(Collected data)
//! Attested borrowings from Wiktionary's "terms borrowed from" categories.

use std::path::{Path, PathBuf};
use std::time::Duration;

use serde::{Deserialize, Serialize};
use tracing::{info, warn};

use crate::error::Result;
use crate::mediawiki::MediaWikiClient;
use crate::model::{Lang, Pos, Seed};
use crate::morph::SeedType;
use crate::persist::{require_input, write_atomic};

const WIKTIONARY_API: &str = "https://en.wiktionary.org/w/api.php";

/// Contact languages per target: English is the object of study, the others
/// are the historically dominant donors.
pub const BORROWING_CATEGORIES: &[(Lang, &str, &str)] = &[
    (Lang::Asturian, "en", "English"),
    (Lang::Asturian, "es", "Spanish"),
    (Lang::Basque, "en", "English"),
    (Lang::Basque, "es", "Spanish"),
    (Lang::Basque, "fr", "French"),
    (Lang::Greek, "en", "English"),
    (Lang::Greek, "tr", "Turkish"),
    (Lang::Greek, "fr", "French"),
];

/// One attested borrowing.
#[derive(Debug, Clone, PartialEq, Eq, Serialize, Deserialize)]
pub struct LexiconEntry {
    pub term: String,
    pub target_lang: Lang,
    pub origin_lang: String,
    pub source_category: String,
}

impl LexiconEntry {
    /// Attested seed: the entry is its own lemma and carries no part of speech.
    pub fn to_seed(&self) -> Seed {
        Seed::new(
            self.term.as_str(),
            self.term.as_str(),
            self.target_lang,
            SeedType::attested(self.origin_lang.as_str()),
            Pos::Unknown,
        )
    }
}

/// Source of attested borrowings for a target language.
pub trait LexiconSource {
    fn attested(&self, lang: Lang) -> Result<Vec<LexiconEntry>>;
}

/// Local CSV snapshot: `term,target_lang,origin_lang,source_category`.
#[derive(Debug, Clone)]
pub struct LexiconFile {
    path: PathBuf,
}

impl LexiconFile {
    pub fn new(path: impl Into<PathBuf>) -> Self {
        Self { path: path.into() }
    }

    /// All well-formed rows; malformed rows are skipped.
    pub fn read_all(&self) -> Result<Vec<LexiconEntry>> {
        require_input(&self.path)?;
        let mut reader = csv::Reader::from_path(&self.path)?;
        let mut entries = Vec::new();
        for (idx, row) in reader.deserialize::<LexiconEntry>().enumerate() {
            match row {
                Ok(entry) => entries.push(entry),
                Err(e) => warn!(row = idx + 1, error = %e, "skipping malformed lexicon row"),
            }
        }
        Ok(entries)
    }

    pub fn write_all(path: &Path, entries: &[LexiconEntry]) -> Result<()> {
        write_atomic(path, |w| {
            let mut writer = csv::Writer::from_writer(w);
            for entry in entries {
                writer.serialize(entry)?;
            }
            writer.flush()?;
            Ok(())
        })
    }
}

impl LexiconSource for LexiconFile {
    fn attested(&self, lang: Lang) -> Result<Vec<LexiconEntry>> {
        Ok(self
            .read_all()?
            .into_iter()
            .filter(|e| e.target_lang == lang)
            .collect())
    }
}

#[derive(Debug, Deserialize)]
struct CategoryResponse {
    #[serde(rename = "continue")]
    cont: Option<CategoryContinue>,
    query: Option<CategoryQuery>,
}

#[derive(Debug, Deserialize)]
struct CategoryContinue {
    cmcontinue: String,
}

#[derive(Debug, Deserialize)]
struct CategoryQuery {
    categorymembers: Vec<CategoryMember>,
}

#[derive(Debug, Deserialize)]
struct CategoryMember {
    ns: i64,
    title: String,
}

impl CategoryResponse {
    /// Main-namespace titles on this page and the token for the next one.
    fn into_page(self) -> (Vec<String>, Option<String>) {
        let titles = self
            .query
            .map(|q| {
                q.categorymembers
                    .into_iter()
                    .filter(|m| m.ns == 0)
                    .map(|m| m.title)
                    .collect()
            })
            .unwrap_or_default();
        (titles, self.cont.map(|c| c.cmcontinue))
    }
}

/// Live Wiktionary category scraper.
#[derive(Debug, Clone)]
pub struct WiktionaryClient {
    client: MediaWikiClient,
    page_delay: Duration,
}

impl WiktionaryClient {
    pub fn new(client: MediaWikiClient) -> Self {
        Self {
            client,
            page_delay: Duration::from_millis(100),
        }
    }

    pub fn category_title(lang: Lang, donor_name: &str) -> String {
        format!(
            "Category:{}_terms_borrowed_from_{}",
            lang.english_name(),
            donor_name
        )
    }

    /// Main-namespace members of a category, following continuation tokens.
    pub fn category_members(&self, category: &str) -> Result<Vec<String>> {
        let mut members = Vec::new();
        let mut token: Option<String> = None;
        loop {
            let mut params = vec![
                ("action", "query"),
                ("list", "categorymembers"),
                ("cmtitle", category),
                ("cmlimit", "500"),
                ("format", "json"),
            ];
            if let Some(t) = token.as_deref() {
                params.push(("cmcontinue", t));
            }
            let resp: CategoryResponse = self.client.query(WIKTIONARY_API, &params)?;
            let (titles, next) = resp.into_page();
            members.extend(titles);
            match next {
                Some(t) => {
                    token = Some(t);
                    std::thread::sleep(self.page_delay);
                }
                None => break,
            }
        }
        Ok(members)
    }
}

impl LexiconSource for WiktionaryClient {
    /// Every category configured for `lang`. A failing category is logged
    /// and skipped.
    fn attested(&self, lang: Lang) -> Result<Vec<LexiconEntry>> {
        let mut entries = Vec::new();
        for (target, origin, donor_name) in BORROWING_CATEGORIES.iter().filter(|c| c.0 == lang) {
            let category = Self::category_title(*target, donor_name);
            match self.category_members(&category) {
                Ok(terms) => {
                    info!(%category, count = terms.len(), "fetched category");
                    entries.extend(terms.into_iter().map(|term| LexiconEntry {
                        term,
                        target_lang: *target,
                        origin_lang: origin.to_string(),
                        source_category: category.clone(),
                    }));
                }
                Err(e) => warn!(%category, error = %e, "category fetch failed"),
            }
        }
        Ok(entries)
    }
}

## [Action item]
Each line above with the word "params" needs to be copied.

## [Task output]
            let mut params = vec![
                params.push(("cmcontinue", t));
            let resp: CategoryResponse = self.client.query(WIKTIONARY_API, &params)?;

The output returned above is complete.